World Geostrategic Insights  interview with Dr. Gary Lilienthal on the role  of propaganda in the conflicts, the  governance, and the capital in human beings.

    Gary Lilienthal
    Gary Lilienthal

    Prof. Dr. Gary Lilienthal  is president of Carrington Rand, a collaborative network of about 60 scholars from around the world. He has authored numerous publications internationally, including a series of 3 research papers on the character of diplomatic law and a SCOPUS-indexed book entitled “Human Capital and Development.” Gary Lilienthal has worked as a law professor at universities in Sydney, Malaysia, India, China, Ethiopia and Uzbekistan. He is currently professor of law at NALSA University of Law in Hyderabad, India, and professor at Tashkent State Law University, Uzbekistan. 

    Q1. Propaganda and rhetoric continue to influence the discourse on the war in Ukraine and, to varying degrees, also the clash over hegemony between the United States and China. What are the different approaches and tools of rhetoric and propaganda used by the warring parties? What is the role of the Internet and social media?

    A1. The main tool of current western propaganda is the Michaelsonian script. Propagandists use this kind of hypnotic technique. The process begins with the propagation of some kind of paradox, such as advocating the opposite of what is obviously true. One example is the current western narrative on the war in Ukraine. The narrative proposes the war was entirely unprovoked, whereas all the world knows that NATO and the US spent years provoking Russia, including the biolabs in Ukraine near the Russian border. After the paradox is in place, the propagandists can run any narrative and most people will believe it. Another propaganda method is that of the four master tropes. Very briefly, the propagandist begins with some kind of metaphor, and the human mind automatically turns the metaphor into irony, allowing the regime to announce the opposite of what it has done. Social media is perfect for this kind of propagation, because people spend so much time engaging with it.

    Q2. Heads of state and government leaders should be able to prevent international conflicts or at least manage them once they break out, so as to avoid conflict escalation and global crises. Also taking into account the current confrontations and crises, what is your opinion on the level of preparedness of the political and ruling class of the United States, China, Russia and European countries.

    A2. I really don’t think that conflict can be either avoided or managed. If it is “managed”, it will be escalated, as management infers resolution by hierarchy and differential status. The political ruling classes in the west are flirting with revolution, and they may get it. It would not surprise me if one day The Internationale is sung in Washington DC. It comes from hundreds of years of capitalist extremism, another name for good old fashioned warlord governance. China and Russia both have tight systems of governance, especially China, whose current system is based on the old Imperial dynastic system. It is very well calibrated to human needs, whereas western governance cares nothing of the exigencies of life.

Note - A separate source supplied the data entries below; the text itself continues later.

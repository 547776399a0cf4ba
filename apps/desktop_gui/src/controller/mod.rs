//! Controller layer: worker events and command orchestration.

pub mod events;
pub mod orchestration;
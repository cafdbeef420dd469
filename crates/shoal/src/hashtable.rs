//! Concurrent hash table with chaining, per-bucket spin locks and online
//! doubling.
//!
//! A single status word coordinates the three kinds of table-level access:
//! readers stack up by incrementing the word above `IDLE`, while writers
//! (bucket installation), growers and `clear` each require an exclusive
//! transition away from `IDLE`. In-bucket mutation is serialized by the
//! bucket's own spin lock, which is acquired *before* the reader drops its
//! slice of the status word — that handoff is what keeps a bucket pointer
//! valid outside the status-held section.
//!
//! Values are shared byte snapshots (`Arc<[u8]>`): `get` hands out a
//! reference-counted view without copying the bytes, and the value is
//! released when the last clone drops.

use crate::spinlock::{SpinLock, SpinLockGuard};
use crate::walk::IterAction;
use parking_lot::Mutex;
use rand::Rng;
use std::ptr;
use std::sync::atomic::{AtomicPtr, AtomicU32, AtomicUsize, Ordering};
use std::sync::Arc;
use thiserror::Error;

/// Smallest bucket-array size a table will be created with.
pub const HT_SIZE_MIN: usize = 128;

const KEY_INLINE_LEN: usize = 32;

#[derive(Debug, Clone, Copy, PartialEq, Eq, Error)]
pub enum HashTableError {
    /// Zero-length keys are not admitted.
    #[error("zero-length key")]
    InvalidKey,
    /// `set_if_not_exists` found the key already present.
    #[error("key already present")]
    AlreadyExists,
    /// Conditional update found a value different from the expected bytes.
    #[error("current value does not match the expected bytes")]
    ValueMismatch,
    #[error("key not found")]
    NotFound,
}

// ---------------------------------------------------------------------
// STATUS WORD
// ---------------------------------------------------------------------
// Order matters: anything below IDLE excludes readers.

const STATUS_CLEAR: u32 = 0;
const STATUS_WRITE: u32 = 1;
const STATUS_GROW: u32 = 2;
const STATUS_IDLE: u32 = 3;
// STATUS_IDLE + n encodes READ with n active readers.

struct TableStatus(AtomicU32);

impl TableStatus {
    fn new() -> Self {
        Self(AtomicU32::new(STATUS_IDLE))
    }

    /// Admit a reader: IDLE -> READ(1) or READ(n) -> READ(n + 1), spinning
    /// past writers, growers and clears.
    fn begin_read(&self) {
        loop {
            let status = self.0.load(Ordering::Acquire);
            if status >= STATUS_IDLE {
                if self
                    .0
                    .compare_exchange_weak(
                        status,
                        status + 1,
                        Ordering::AcqRel,
                        Ordering::Acquire,
                    )
                    .is_ok()
                {
                    return;
                }
            } else {
                std::thread::yield_now();
            }
        }
    }

    /// Retire a reader; the last one restores IDLE.
    fn end_read(&self) {
        let _ = self
            .0
            .fetch_update(Ordering::AcqRel, Ordering::Acquire, |status| {
                (status > STATUS_IDLE).then(|| status - 1)
            });
    }

    /// Take one of the exclusive states, spinning until the table is idle.
    fn begin_exclusive(&self, target: u32) {
        while self
            .0
            .compare_exchange(STATUS_IDLE, target, Ordering::AcqRel, Ordering::Acquire)
            .is_err()
        {
            std::thread::yield_now();
        }
    }

    /// Single CAS attempt at an exclusive state.
    fn try_begin_exclusive(&self, target: u32) -> bool {
        self.0
            .compare_exchange(STATUS_IDLE, target, Ordering::AcqRel, Ordering::Acquire)
            .is_ok()
    }

    fn end_exclusive(&self, from: u32) {
        let _ = self
            .0
            .compare_exchange(from, STATUS_IDLE, Ordering::AcqRel, Ordering::Acquire);
    }
}
//! Growable, bounded flat byte buffer.
//!
//! Content is always contiguous and is added completely or not at all: a
//! refused extension leaves the buffer untouched. Storage grows from a
//! 128-byte floor by doubling up to 256 KiB, then by 64 KiB steps, subject
//! to a per-buffer preferred maximum and a per-buffer hard maximum (both
//! optional).

use std::fmt;
use std::io::{self, Read, Write};
use thiserror::Error;

/// Storage floor.
pub const FBUF_MIN_LEN: usize = 128;
/// Double the allocation up to here...
const FAST_GROW_LIMIT: usize = 1 << 18;
/// ...then add this much at a time.
const SLOW_GROW_STEP: usize = 1 << 16;

/// No length bound.
pub const FBUF_MAXLEN_NONE: usize = 0;

#[derive(Debug, Clone, Copy, PartialEq, Eq, Error)]
pub enum FbufError {
    /// Adding the content would exceed the preferred or hard maximum.
    #[error("buffer length limit reached")]
    LimitReached,
}

#[derive(Debug, Default)]
pub struct FlatBuffer {
    data: Vec<u8>,
    /// Preferred maximum: once the allocation passes this, no further
    /// extension is attempted. 0 disables the check.
    prefmaxlen: usize,
    /// Hard maximum for the allocation. 0 disables the check. This was a
    /// process-wide global in older designs; here it is per instance.
    maxlen: usize,
}

impl FlatBuffer {
    pub fn new(prefmaxlen: usize) -> Self {
        Self {
            data: Vec::new(),
            prefmaxlen,
            maxlen: FBUF_MAXLEN_NONE,
        }
    }

    /// Bytes currently stored.
    #[inline]
    pub fn used(&self) -> usize {
        self.data.len()
    }

    /// Bytes currently allocated.
    #[inline]
    pub fn len(&self) -> usize {
        self.data.capacity()
    }

    #[inline]
    pub fn is_empty(&self) -> bool {
        self.data.is_empty()
    }

    /// The stored bytes.
    #[inline]
    pub fn data(&self) -> &[u8] {
        &self.data
    }

    pub fn set_max_len(&mut self, maxlen: usize) {
        self.maxlen = maxlen;
    }

    pub fn max_len(&self) -> usize {
        self.maxlen
    }

    pub fn set_pref_max_len(&mut self, prefmaxlen: usize) -> usize {
        let old = self.prefmaxlen;
        self.prefmaxlen = prefmaxlen;
        old
    }

    pub fn pref_max_len(&self) -> usize {
        self.prefmaxlen
    }

    /// Make room for `additional` more bytes, growing per the policy.
    /// The buffer is left untouched when the limits refuse the growth.
    pub fn extend(&mut self, additional: usize) -> Result<usize, FbufError> {
        let needed = self.used() + additional;
        if needed <= self.data.capacity() {
            return Ok(self.data.capacity());
        }

        if self.prefmaxlen != FBUF_MAXLEN_NONE && self.data.capacity() >= self.prefmaxlen {
            return Err(FbufError::LimitReached);
        }

        let mut new_len = self.data.capacity().max(FBUF_MIN_LEN);
        while new_len < needed {
            new_len = if new_len < FAST_GROW_LIMIT {
                new_len * 2
            } else {
                new_len + SLOW_GROW_STEP
            };
        }

        if self.maxlen != FBUF_MAXLEN_NONE && new_len > self.maxlen {
            if needed > self.maxlen {
                return Err(FbufError::LimitReached);
            }
            new_len = self.maxlen;
        }

        self.data.reserve_exact(new_len - self.used());
        Ok(self.data.capacity())
    }

    /// Give back unused storage.
    pub fn shrink(&mut self) {
        self.data.shrink_to_fit();
    }

    /// Forget the content; storage is kept.
    pub fn clear(&mut self) {
        self.data.clear();
    }

    /// Append bytes; all or nothing. Returns how many were added.
    pub fn add(&mut self, bytes: &[u8]) -> Result<usize, FbufError> {
        self.extend(bytes.len())?;
        self.data.extend_from_slice(bytes);
        Ok(bytes.len())
    }

    /// Append bytes followed by a newline.
    pub fn add_line(&mut self, bytes: &[u8]) -> Result<usize, FbufError> {
        self.extend(bytes.len() + 1)?;
        self.data.extend_from_slice(bytes);
        self.data.push(b'\n');
        Ok(bytes.len() + 1)
    }

    /// Append raw binary content. Alias of [`add`](Self::add), kept for
    /// symmetry with text-oriented call sites.
    pub fn add_binary(&mut self, bytes: &[u8]) -> Result<usize, FbufError> {
        self.add(bytes)
    }

    /// Append formatted text: `buf.add_fmt(format_args!("{n} items"))`.
    pub fn add_fmt(&mut self, args: fmt::Arguments<'_>) -> Result<usize, FbufError> {
        let before = self.used();
        let mut sink = FmtSink {
            buf: self,
            failed: false,
        };
        let _ = fmt::write(&mut sink, args);
        if sink.failed {
            // All-or-nothing: roll back the partial write.
            self.data.truncate(before);
            return Err(FbufError::LimitReached);
        }
        Ok(self.used() - before)
    }

    /// Replace the content.
    pub fn set(&mut self, bytes: &[u8]) -> Result<usize, FbufError> {
        self.clear();
        self.add(bytes)
    }

    /// Append the other buffer's content.
    pub fn concat(&mut self, other: &FlatBuffer) -> Result<usize, FbufError> {
        self.add(other.data())
    }

    /// Overwrite `dst` with this buffer's content.
    pub fn copy_to(&self, dst: &mut FlatBuffer) -> Result<usize, FbufError> {
        dst.set(self.data())
    }

    /// Exchange contents and limits.
    pub fn swap(&mut self, other: &mut FlatBuffer) {
        std::mem::swap(self, other);
    }

    /// Append up to `expected` bytes from `reader` (a single read call).
    pub fn read_from(&mut self, reader: &mut impl Read, expected: usize) -> io::Result<usize> {
        self.extend(expected)
            .map_err(|e| io::Error::new(io::ErrorKind::OutOfMemory, e))?;
        let start = self.used();
        self.data.resize(start + expected, 0);
        match reader.read(&mut self.data[start..]) {
            Ok(n) => {
                self.data.truncate(start + n);
                Ok(n)
            }
            Err(e) => {
                self.data.truncate(start);
                Err(e)
            }
        }
    }

    /// Write the first `nbytes` bytes (or everything, if fewer) to
    /// `writer`, removing what was written.
    pub fn write_to(&mut self, writer: &mut impl Write, nbytes: usize) -> io::Result<usize> {
        let n = nbytes.min(self.used());
        let written = writer.write(&self.data[..n])?;
        self.remove(written);
        Ok(written)
    }

    /// Drop the first `n` bytes.
    pub fn remove(&mut self, n: usize) {
        let n = n.min(self.used());
        self.data.drain(..n);
    }

    /// Strip leading whitespace. Returns how many bytes went away.
    pub fn trim(&mut self) -> usize {
        let skip = self
            .data
            .iter()
            .take_while(|b| b.is_ascii_whitespace())
            .count();
        self.data.drain(..skip);
        skip
    }

    /// Strip trailing whitespace. Returns how many bytes went away.
    pub fn rtrim(&mut self) -> usize {
        let keep = self
            .data
            .iter()
            .rposition(|b| !b.is_ascii_whitespace())
            .map_or(0, |p| p + 1);
        let removed = self.used() - keep;
        self.data.truncate(keep);
        removed
    }
}

struct FmtSink<'a> {
    buf: &'a mut FlatBuffer,
    failed: bool,
}

impl fmt::Write for FmtSink<'_> {
    fn write_str(&mut self, s: &str) -> fmt::Result {
        if self.buf.add(s.as_bytes()).is_err() {
            self.failed = true;
            return Err(fmt::Error);
        }
        Ok(())
    }
}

    Q3. You are the author of the book “Human Capital and Development,” published in 2021. The book delves into several incisive issues related to human capital and suggests that human capital is human differentiation, by masters over servants, and that human development is a conjunction of dynamics that can maintain seemingly free social networks. What is the main lesson you tried to convey with this book?

    A3. The main thesis of the book is that capital in human beings is a direct violation of the Slavery Convention of 1926 and its later versions of the 1950s. It directly exercises rights in property over human beings, on a postulated continuum between the brutal criminal seizing of people, at one end of the continuum, and the domestication of human beings at the other end, by taking capital ownership over their substantive tacit knowledge. This produces large corporations, in which people are enslaved beyond their understanding. This system is codified by UNESCO and the OECD, both of which ought to be abolished.